Post by
stebo0728 »
https://forums.nicoclub.com/stebo0728-u126596.html
Thu Aug 02, 2012 8:53 am
But here's one thing everyone misses. What would happen if the care you seek didn't exist? It hasn't always existed. Alot of our bad health is choice related, of course not all, but alot is. But regardless, you only get the life God gave you for free, anything else is a service provided by someone else. Am I against making it as cheap as possible? Of course not, but Im certainly not in favor of having a system where entrepenuers or innovators aren't rewarded for doing so. There are ways to get costs down, and thats what we need to be tackling, not just throwing insurance at it.

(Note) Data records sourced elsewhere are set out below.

//! Shared fixtures for the engine integration tests: fake ports and a
//! seeded in-memory database.

#![allow(dead_code)]

use std::sync::atomic::{AtomicU32, Ordering};
use std::sync::{Arc, Mutex};
use std::time::Duration;

use async_trait::async_trait;
use chrono::Utc;
use washpass_core::{
    Car, CarClass, NotificationDraft, NotificationKind, PackageDefinition, PaymentMethod,
    StationContext,
};
use washpass_db::{Database, DbConfig};
use washpass_engine::{
    BarcodeRenderer, CheckoutDraft, Collaborators, DbNotificationSink, GatewayError,
    GatewayVerification, LocalPayment, NotificationSink, NotifyError, PaymentGateway,
    PurchaseOutcome, QrSvgRenderer, RenderError, SqliteCarRegistry, SqlitePackageCatalog,
    WashPass, WashpassConfig,
};

pub const GOLD: &str = "gold";
pub const GOLD_PRICE: i64 = 12_000;
pub const SUV_ONLY: &str = "suv-only";

// =============================================================================
// Fake Gateway
// =============================================================================

/// Gateway double. Checkout ids are `chk-1`, `chk-2`, ...; the verification
/// answer is whatever the test set last.
pub struct FakeGateway {
    next_checkout: AtomicU32,
    verification: Mutex<Option<GatewayVerification>>,
    drafts: Mutex<Vec<CheckoutDraft>>,
    verify_calls: AtomicU32,
}

impl FakeGateway {
    pub fn new() -> Self {
        FakeGateway {
            next_checkout: AtomicU32::new(1),
            verification: Mutex::new(Some(GatewayVerification {
                result_code: "000.100.110".to_string(),
                description: Some("Request successfully processed".to_string()),
                amount_cents: None,
            })),
            drafts: Mutex::new(Vec::new()),
            verify_calls: AtomicU32::new(0),
        }
    }

    pub fn answer(&self, code: &str, amount_cents: Option<i64>) {
        *self.verification.lock().unwrap() = Some(GatewayVerification {
            result_code: code.to_string(),
            description: None,
            amount_cents,
        });
    }

    /// Every verification call fails at the transport level.
    pub fn go_offline(&self) {
        *self.verification.lock().unwrap() = None;
    }

    pub fn verify_calls(&self) -> u32 {
        self.verify_calls.load(Ordering::SeqCst)
    }

    pub fn drafts(&self) -> Vec<CheckoutDraft> {
        self.drafts.lock().unwrap().clone()
    }
}

#[async_trait]
impl PaymentGateway for FakeGateway {
    async fn prepare_checkout(&self, draft: &CheckoutDraft) -> Result<String, GatewayError> {
        self.drafts.lock().unwrap().push(draft.clone());
        let n = self.next_checkout.fetch_add(1, Ordering::SeqCst);
        Ok(format!("chk-{}", n))
    }

    async fn verify(&self, _transaction_id: &str) -> Result<GatewayVerification, GatewayError> {
        self.verify_calls.fetch_add(1, Ordering::SeqCst);
        self.verification
            .lock()
            .unwrap()
            .clone()
            .ok_or_else(|| GatewayError::Transport("connection refused".to_string()))
    }
}

// =============================================================================
// Fake Renderer & Sink
// =============================================================================

pub struct FailingRenderer;

#[async_trait]
impl BarcodeRenderer for FailingRenderer {
    async fn render(&self, _token: &str) -> Result<String, RenderError> {
        Err(RenderError("renderer unavailable".to_string()))
    }
}

/// Records every draft, optionally failing instead.
#[derive(Default)]
pub struct RecordingSink {
    sent: Mutex<Vec<NotificationDraft>>,
    failing: Mutex<bool>,
}

impl RecordingSink {
    pub fn set_failing(&self, failing: bool) {
        *self.failing.lock().unwrap() = failing;
    }

    pub fn sent(&self) -> Vec<NotificationDraft> {
        self.sent.lock().unwrap().clone()
    }

    pub fn of_kind(&self, kind: NotificationKind) -> Vec<NotificationDraft> {
        self.sent().into_iter().filter(|d| d.kind == kind).collect()
    }

    /// Background sends land a little later; poll until `n` of `kind` arrived.
    pub async fn wait_for(&self, kind: NotificationKind, n: usize) -> Vec<NotificationDraft> {
        for _ in 0..200 {
            let found = self.of_kind(kind);
            if found.len() >= n {
                return found;
            }
            tokio::time::sleep(Duration::from_millis(10)).await;
        }
        self.of_kind(kind)
    }
}

#[async_trait]
impl NotificationSink for RecordingSink {
    async fn notify(&self, draft: NotificationDraft) -> Result<(), NotifyError> {
        if *self.failing.lock().unwrap() {
            return Err(NotifyError("push provider down".to_string()));
        }
        self.sent.lock().unwrap().push(draft);
        Ok(())
    }
}

// =============================================================================
// Harness
// =============================================================================

pub struct Harness {
    pub service: WashPass,
    pub db: Database,
    pub gateway: Arc<FakeGateway>,
    pub sink: Arc<RecordingSink>,
}

pub async fn harness() -> Harness {
    harness_with(WashpassConfig::default(), Arc::new(QrSvgRenderer::new())).await
}

pub async fn harness_with(config: WashpassConfig, renderer: Arc<dyn BarcodeRenderer>) -> Harness {
    let db = Database::new(DbConfig::in_memory()).await.unwrap();
    seed_catalog(&db).await;
    build(db, config, renderer)
}

pub fn build(db: Database, config: WashpassConfig, renderer: Arc<dyn BarcodeRenderer>) -> Harness {
    let gateway = Arc::new(FakeGateway::new());
    let sink = Arc::new(RecordingSink::default());

    let ports = Collaborators {
        gateway: gateway.clone(),
        renderer,
        sink: sink.clone(),
        cars: Arc::new(SqliteCarRegistry::new(db.catalog())),
        catalog: Arc::new(SqlitePackageCatalog::new(db.catalog())),
    };
    let service = WashPass::new(db.clone(), config, ports);

    Harness {
        service,
        db,
        gateway,
        sink,
    }
}

/// Same wiring but notifications go to the database log.
pub fn build_with_db_sink(db: Database, config: WashpassConfig) -> WashPass {
    let ports = Collaborators {
        gateway: Arc::new(FakeGateway::new()),
        renderer: Arc::new(QrSvgRenderer::new()),
        sink: Arc::new(DbNotificationSink::new(db.notifications())),
        cars: Arc::new(SqliteCarRegistry::new(db.catalog())),
        catalog: Arc::new(SqlitePackageCatalog::new(db.catalog())),
    };
    WashPass::new(db, config, ports)
}

pub async fn seed_catalog(db: &Database) {
    let catalog = db.catalog();
    catalog
        .upsert_package(&PackageDefinition {
            id: GOLD.to_string(),
            name: "Gold".to_string(),
            wash_units: 5,
            validity_days: 30,
            required_car_class: None,
            price_cents: GOLD_PRICE,
        })
        .await
        .unwrap();
    catalog
        .upsert_package(&PackageDefinition {
            id: SUV_ONLY.to_string(),
            name: "SUV Deluxe".to_string(),
            wash_units: 3,
            validity_days: 60,
            required_car_class: Some(CarClass::Large),
            price_cents: 15_000,
        })
        .await
        .unwrap();
}

/// Creates the account and one medium car `car-{user}`.
pub async fn add_user(db: &Database, user_id: &str) -> String {
    db.accounts().ensure(user_id, Utc::now()).await.unwrap();
    let car_id = format!("car-{}", user_id);
    db.catalog()
        .register_car(&Car {
            id: car_id.clone(),
            owner_user_id: user_id.to_string(),
            car_class: CarClass::Medium,
        })
        .await
        .unwrap();
    car_id
}

pub fn card_payment(user_id: &str, package_id: &str, amount_cents: i64) -> LocalPayment {
    LocalPayment {
        user_id: user_id.to_string(),
        package_id: package_id.to_string(),
        car_id: format!("car-{}", user_id),
        amount_cents,
        method: PaymentMethod::Card,
        external_reference: None,
    }
}

/// Card purchase of the gold package for a user created by [`add_user`].
pub async fn buy_gold(service: &WashPass, user_id: &str) -> PurchaseOutcome {
    service
        .purchase(card_payment(user_id, GOLD, GOLD_PRICE))
        .await
        .unwrap()
}

pub fn station() -> StationContext {
    StationContext {
        station_id: "station-riyadh-01".to_string(),
        operator_id: "operator-7".to_string(),
    }
}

You said you dont think you have a right to a Ferrari. Well, seriously, whats the difference? Imagine a world where we had ZERO healthcare, no one yet has figured out how our body works or how to fix it. You have an ailment that is certain to kill you in the near future. You are approached by a man who says he has a product that will cure you. Its a legitimate cure here, not snake oil. This man has debt racked up from borrowing to buy ingridients, and tools to develop the cure. Do you have a right to demand that cure, at no charge? Well extrapolate that out to today. Our healthcare is merely a grand sum of millions of interactions like this. People have put blood sweat and tears into their careers, into their research. Can we claim a right to the fruits of their labor? Never mind the emotional distraction of human life, if it were anything ANYTHING else, would this silly line of reasoning even have a chance? People live, people die, we have technology that helps, but its not free, nothing is free. Should we strive to make it as affordable as possible? Sure, we strive to make everything as affordable as possible. Some things are easier than others. Healthcare happens to have alot of really high demands, demands in an industry where supply continues to dwindle as the economy dwindles. Asserting notions of "rights of claim" like this certainly dont help.